> ASSIGNMENT
From the entries that follow, copy exactly the lines beginning at the line holding "let generation = self.generation.next();" and continuing through the line holding "let source = Arc::clone(&self.source);".

Stored data entries:
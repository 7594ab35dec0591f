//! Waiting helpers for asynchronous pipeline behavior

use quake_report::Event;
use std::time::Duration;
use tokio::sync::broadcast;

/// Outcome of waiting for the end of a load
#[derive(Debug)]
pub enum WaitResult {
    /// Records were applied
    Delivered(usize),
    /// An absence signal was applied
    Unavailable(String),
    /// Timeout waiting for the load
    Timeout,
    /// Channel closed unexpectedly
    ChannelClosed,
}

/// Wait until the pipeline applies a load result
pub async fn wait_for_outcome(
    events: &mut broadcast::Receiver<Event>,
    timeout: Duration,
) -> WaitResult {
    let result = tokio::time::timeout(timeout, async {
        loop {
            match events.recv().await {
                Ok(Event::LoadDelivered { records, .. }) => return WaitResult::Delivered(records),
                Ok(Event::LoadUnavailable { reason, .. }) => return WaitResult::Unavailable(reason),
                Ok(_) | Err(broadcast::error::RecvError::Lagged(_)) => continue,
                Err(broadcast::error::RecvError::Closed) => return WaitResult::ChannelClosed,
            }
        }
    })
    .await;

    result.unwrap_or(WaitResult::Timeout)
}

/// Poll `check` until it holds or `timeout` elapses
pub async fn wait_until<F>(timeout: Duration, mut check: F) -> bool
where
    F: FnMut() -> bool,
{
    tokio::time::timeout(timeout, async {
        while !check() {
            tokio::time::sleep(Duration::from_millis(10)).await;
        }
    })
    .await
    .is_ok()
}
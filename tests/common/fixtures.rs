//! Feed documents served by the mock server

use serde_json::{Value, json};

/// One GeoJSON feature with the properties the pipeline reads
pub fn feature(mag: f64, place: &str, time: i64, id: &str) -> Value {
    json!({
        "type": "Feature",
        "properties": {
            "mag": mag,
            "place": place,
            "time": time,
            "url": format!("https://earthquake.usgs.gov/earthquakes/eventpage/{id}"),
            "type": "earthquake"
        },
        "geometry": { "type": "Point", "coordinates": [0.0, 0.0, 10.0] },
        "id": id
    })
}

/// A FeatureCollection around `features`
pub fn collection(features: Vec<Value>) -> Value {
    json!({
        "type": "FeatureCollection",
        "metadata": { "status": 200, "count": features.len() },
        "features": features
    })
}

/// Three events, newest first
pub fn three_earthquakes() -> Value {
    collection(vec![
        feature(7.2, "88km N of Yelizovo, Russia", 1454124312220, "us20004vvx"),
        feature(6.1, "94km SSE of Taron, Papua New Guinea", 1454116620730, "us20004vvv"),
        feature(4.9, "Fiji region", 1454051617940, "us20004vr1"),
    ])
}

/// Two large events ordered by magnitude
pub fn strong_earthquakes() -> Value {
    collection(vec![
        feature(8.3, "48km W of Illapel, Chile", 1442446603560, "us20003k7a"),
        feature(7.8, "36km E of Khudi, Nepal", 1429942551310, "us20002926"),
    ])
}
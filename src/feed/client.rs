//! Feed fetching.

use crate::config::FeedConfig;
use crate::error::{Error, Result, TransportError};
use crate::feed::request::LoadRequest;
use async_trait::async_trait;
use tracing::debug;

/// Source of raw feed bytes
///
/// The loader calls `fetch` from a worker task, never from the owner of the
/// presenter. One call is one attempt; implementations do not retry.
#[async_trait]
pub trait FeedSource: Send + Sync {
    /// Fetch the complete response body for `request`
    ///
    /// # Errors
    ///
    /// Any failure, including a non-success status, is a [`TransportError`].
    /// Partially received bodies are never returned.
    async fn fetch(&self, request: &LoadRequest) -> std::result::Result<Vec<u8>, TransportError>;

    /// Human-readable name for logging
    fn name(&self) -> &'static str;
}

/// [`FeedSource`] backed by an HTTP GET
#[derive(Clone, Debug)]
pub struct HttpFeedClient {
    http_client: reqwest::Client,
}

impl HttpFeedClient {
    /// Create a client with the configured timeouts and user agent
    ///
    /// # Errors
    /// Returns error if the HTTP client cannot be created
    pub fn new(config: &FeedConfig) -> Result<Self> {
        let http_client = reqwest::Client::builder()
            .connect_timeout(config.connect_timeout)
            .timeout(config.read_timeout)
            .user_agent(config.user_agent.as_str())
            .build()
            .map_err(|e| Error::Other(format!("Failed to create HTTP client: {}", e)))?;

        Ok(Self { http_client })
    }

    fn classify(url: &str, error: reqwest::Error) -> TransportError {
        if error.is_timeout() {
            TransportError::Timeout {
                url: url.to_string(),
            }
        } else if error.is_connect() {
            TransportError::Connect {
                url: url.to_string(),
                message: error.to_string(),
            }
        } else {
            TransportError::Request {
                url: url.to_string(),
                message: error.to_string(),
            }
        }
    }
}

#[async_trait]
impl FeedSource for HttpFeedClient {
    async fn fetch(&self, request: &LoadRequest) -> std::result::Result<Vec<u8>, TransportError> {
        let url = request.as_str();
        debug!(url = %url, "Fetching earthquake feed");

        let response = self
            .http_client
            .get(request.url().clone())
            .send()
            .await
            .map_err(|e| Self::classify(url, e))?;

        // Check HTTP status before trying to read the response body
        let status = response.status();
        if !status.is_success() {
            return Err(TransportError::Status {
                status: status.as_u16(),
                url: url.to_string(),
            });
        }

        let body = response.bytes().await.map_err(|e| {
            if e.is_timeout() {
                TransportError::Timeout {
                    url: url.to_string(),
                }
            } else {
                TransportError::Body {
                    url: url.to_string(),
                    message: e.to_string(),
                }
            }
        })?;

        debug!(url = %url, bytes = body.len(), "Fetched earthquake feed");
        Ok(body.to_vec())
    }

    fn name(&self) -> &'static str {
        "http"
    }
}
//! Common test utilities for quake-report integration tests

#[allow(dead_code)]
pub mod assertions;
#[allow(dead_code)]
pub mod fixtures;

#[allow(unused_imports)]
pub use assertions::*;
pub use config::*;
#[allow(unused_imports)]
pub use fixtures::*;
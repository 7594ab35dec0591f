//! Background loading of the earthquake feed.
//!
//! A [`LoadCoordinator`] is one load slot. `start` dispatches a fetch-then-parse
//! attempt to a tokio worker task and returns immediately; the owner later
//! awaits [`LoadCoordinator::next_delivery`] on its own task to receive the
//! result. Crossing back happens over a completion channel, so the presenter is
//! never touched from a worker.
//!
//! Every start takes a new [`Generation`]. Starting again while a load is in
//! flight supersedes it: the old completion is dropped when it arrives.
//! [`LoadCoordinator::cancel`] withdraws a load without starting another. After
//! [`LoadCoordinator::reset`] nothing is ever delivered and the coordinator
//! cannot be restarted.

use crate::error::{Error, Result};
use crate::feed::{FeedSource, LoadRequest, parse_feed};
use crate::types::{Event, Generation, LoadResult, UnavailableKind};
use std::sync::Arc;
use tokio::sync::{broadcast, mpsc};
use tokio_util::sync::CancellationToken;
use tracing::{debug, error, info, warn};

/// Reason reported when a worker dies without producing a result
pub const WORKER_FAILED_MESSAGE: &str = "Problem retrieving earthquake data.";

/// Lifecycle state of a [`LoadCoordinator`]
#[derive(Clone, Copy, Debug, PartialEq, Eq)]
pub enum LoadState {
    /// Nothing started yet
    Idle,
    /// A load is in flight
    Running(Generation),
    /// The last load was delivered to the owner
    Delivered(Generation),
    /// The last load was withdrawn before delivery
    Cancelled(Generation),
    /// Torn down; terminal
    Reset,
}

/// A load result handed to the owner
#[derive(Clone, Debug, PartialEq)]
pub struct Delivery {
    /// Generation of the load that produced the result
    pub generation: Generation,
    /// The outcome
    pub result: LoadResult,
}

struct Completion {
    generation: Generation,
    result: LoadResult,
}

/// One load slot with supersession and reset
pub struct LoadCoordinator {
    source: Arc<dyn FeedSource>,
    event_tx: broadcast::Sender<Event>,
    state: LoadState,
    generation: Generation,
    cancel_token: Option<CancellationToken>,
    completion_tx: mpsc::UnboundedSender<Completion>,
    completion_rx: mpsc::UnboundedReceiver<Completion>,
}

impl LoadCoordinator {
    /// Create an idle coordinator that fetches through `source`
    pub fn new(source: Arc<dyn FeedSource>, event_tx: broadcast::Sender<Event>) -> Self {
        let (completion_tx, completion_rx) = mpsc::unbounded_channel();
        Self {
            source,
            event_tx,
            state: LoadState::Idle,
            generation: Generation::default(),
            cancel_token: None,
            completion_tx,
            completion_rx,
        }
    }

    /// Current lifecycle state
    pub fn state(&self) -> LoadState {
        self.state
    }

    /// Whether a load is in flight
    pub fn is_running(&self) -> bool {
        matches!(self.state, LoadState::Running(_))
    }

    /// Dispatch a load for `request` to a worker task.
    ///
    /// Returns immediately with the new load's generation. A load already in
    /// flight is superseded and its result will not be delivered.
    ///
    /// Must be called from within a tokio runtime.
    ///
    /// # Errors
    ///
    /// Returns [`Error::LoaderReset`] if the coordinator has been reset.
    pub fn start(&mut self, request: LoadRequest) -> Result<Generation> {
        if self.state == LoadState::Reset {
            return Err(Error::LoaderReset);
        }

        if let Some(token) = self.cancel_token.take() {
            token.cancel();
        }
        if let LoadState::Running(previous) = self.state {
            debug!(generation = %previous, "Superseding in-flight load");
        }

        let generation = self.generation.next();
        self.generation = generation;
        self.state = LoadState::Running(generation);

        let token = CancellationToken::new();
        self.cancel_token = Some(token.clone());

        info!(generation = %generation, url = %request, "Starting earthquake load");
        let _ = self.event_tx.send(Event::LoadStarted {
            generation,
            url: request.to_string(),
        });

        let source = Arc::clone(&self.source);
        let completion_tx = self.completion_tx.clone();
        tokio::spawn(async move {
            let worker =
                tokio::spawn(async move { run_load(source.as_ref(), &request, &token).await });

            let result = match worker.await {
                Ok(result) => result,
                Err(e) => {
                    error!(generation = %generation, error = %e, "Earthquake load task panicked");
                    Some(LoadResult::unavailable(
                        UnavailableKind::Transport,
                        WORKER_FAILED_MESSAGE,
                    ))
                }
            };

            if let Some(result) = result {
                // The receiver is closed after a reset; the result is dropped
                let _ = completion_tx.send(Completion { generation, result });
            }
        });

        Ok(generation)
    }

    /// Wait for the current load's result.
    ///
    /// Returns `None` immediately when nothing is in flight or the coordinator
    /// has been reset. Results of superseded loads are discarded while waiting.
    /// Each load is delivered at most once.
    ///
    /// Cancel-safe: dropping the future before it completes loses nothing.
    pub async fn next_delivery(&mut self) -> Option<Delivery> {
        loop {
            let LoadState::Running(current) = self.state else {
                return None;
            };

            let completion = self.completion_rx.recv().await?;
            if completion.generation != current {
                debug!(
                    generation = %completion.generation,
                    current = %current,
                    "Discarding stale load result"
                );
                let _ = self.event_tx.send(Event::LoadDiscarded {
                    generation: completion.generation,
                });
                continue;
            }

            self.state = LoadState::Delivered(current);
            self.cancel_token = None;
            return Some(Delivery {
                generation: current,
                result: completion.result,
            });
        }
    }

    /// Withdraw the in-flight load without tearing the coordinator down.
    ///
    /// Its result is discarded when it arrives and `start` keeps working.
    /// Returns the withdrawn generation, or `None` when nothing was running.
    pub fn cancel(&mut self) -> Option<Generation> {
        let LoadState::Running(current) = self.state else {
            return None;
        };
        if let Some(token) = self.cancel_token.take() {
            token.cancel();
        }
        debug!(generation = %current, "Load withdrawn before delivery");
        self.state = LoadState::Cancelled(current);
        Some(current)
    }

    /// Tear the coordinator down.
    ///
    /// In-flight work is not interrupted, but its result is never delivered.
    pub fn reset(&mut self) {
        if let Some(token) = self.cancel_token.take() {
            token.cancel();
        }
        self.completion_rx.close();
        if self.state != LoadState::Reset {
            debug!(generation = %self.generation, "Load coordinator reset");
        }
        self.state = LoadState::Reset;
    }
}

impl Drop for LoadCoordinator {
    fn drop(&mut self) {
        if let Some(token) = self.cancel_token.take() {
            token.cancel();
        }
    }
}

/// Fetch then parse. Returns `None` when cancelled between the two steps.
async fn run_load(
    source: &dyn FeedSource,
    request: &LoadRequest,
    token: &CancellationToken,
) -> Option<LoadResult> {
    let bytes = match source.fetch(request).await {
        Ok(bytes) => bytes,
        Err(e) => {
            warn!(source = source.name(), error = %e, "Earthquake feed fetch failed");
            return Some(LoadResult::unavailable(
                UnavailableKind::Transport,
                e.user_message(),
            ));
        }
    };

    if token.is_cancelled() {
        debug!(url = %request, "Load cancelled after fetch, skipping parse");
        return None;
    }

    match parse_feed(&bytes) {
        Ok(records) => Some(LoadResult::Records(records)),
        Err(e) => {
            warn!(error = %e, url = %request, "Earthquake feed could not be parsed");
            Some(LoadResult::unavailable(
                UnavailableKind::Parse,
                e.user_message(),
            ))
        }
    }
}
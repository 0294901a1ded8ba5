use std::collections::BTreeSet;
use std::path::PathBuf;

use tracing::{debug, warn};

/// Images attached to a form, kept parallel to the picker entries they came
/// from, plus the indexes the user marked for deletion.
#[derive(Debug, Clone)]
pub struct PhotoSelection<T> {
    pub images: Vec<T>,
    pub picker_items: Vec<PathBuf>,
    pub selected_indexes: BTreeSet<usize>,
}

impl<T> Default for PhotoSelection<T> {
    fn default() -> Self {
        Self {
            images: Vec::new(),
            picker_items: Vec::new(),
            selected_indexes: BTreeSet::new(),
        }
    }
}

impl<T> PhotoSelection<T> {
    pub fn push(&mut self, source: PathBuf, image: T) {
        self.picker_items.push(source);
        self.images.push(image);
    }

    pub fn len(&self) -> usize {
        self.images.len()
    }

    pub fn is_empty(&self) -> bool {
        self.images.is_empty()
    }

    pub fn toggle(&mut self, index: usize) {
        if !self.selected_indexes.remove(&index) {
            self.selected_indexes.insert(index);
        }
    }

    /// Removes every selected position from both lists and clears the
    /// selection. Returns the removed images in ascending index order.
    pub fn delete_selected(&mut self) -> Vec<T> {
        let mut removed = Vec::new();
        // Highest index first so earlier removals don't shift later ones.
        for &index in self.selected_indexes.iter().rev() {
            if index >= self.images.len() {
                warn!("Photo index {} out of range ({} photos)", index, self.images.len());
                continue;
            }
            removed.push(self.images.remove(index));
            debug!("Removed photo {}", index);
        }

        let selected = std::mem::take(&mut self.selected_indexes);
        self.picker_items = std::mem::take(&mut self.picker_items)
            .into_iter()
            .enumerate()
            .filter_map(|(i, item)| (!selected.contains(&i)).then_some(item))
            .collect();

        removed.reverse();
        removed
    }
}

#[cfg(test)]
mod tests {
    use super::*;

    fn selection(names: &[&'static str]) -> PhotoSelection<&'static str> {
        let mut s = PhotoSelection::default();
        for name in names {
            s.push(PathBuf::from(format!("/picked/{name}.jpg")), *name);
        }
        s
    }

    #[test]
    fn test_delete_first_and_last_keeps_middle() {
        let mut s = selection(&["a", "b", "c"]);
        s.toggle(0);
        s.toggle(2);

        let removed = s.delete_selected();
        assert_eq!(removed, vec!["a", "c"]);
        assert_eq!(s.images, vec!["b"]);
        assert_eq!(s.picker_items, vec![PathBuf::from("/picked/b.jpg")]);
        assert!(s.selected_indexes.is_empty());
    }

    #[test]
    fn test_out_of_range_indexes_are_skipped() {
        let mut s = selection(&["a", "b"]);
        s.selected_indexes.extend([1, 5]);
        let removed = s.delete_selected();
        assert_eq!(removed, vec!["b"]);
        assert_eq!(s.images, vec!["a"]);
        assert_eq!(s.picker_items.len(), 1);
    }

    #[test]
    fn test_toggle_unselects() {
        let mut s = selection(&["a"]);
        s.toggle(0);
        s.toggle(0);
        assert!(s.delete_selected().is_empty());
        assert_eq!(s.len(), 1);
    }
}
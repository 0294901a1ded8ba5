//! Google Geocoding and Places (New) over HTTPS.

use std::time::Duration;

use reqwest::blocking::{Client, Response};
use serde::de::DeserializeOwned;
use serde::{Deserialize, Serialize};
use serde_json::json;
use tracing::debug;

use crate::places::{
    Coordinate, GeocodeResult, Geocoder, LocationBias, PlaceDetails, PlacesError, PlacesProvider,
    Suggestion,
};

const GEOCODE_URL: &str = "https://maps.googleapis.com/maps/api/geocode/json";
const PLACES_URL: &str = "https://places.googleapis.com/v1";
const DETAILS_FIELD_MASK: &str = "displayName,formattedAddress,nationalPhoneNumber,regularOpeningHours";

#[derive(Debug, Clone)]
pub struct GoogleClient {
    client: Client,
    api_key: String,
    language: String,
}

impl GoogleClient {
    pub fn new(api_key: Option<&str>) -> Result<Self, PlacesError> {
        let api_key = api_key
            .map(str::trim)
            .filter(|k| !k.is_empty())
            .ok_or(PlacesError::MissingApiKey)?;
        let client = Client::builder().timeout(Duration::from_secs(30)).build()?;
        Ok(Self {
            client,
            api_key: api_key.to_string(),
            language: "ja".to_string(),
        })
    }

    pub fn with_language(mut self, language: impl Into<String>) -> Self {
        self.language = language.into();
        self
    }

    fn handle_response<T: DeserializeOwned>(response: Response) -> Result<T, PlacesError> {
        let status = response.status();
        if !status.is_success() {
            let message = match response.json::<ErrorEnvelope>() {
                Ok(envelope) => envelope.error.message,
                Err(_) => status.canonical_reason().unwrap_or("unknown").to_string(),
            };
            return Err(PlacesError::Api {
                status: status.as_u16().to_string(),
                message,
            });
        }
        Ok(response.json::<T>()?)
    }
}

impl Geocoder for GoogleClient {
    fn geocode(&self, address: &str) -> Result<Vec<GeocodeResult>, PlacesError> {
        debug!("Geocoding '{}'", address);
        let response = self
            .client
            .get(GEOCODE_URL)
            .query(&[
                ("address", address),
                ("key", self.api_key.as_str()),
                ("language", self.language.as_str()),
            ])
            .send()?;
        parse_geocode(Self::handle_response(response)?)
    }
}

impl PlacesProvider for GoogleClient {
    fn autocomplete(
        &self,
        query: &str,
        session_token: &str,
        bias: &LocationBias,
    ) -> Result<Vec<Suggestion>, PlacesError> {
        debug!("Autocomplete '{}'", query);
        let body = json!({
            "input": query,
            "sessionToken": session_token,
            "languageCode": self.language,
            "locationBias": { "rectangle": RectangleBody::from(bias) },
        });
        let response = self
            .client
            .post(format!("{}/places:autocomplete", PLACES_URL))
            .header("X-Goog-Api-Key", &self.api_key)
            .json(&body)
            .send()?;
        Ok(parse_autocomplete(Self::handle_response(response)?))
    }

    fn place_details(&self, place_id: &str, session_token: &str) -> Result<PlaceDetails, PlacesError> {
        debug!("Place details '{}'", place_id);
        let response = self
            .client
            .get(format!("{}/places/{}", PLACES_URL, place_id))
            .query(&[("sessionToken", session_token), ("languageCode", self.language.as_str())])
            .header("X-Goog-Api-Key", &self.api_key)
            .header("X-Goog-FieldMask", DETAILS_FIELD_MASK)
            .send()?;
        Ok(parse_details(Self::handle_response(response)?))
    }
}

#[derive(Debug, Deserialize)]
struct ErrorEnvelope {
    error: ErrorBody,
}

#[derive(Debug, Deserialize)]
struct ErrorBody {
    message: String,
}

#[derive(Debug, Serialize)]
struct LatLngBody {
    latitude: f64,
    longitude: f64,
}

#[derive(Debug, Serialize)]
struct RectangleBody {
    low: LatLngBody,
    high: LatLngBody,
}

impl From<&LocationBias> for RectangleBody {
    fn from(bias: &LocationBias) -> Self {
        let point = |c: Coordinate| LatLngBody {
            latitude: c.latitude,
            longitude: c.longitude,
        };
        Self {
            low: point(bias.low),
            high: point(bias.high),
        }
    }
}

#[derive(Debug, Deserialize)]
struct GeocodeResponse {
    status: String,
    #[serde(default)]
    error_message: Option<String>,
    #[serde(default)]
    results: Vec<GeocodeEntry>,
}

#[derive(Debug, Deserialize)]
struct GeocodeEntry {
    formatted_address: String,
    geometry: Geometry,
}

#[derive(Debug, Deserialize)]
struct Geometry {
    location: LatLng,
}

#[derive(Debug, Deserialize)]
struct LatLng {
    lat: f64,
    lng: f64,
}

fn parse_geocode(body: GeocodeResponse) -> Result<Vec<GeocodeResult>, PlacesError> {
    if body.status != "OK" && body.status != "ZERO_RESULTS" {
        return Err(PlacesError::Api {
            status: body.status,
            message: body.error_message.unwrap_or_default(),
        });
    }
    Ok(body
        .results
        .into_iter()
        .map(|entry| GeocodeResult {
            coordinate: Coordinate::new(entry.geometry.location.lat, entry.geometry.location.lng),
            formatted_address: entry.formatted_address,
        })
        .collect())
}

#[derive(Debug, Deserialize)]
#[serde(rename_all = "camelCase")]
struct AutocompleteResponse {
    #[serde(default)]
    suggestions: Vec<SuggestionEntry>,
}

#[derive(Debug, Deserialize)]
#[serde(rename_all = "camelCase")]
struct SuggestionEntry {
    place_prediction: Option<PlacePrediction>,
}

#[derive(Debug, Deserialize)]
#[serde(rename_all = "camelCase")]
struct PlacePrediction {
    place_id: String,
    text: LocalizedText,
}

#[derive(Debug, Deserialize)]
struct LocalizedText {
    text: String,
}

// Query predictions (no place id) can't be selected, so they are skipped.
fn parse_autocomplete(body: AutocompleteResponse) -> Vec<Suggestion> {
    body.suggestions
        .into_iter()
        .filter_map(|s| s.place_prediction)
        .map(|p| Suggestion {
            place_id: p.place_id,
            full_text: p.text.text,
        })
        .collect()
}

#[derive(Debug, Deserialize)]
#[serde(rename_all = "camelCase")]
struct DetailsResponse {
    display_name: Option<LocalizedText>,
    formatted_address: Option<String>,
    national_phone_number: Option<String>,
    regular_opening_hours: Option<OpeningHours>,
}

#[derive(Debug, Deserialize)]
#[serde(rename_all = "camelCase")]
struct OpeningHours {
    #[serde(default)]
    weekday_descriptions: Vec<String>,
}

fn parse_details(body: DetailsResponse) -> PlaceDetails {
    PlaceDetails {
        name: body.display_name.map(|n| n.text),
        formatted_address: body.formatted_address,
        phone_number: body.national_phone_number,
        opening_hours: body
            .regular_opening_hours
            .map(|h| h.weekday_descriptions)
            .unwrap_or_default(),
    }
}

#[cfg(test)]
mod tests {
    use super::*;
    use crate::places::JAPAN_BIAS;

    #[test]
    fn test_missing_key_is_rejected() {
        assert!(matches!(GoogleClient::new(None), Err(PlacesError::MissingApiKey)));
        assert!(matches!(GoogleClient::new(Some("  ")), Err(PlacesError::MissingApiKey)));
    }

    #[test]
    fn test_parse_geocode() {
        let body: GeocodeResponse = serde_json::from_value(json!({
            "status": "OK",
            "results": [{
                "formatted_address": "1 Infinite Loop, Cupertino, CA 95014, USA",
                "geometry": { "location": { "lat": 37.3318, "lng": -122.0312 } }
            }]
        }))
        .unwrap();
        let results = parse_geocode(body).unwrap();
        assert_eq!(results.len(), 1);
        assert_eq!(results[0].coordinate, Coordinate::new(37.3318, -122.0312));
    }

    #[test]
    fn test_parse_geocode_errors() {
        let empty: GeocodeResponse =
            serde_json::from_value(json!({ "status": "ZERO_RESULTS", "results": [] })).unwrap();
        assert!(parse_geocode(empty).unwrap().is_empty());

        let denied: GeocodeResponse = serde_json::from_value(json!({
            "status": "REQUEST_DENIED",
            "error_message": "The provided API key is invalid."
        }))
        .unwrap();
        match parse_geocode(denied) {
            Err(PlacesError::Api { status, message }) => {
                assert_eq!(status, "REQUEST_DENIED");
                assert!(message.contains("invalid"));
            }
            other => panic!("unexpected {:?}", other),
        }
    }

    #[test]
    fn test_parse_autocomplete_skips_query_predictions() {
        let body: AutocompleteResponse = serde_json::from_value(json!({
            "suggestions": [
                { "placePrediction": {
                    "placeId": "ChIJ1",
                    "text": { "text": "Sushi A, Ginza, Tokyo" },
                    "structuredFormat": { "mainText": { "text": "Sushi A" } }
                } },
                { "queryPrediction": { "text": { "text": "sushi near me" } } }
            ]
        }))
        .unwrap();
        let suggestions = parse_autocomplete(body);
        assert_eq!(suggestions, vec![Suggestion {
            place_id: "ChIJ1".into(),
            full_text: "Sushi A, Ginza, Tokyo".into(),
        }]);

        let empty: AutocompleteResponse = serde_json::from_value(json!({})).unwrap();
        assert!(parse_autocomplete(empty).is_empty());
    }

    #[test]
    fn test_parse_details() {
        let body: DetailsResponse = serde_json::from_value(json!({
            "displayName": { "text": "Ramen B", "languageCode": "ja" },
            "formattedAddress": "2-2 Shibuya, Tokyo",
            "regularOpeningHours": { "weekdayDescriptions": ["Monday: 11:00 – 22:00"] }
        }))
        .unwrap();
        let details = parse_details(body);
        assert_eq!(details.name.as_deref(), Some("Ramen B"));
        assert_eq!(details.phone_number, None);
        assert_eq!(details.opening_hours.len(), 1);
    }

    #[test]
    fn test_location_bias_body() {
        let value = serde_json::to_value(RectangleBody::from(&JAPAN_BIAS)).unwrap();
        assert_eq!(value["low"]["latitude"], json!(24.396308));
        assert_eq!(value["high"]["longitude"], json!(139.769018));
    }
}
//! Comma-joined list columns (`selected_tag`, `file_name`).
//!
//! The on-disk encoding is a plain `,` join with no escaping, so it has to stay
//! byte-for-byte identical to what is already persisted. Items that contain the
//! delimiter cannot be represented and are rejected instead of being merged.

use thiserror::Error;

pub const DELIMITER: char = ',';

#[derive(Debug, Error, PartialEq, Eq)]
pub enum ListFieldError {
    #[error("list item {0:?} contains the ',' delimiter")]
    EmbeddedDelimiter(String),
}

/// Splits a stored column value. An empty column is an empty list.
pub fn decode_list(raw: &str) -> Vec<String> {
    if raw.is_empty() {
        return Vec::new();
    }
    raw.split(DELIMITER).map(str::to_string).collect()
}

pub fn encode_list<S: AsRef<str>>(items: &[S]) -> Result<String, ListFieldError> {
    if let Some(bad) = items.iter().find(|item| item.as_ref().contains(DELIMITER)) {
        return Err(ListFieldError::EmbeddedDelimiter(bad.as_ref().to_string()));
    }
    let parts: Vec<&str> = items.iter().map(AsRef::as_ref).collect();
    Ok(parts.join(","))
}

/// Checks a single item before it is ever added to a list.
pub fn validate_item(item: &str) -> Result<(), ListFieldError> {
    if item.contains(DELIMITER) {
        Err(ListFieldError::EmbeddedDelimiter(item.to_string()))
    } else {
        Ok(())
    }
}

> RESPONSE TO THE EXERCISE
        let generation = self.generation.next();
        self.generation = generation;
        self.state = LoadState::Running(generation);

        let token = CancellationToken::new();
        self.cancel_token = Some(token.clone());

        info!(generation = %generation, url = %request, "Starting earthquake load");
        let _ = self.event_tx.send(Event::LoadStarted {
            generation,
            url: request.to_string(),
        });

        let source = Arc::clone(&self.source);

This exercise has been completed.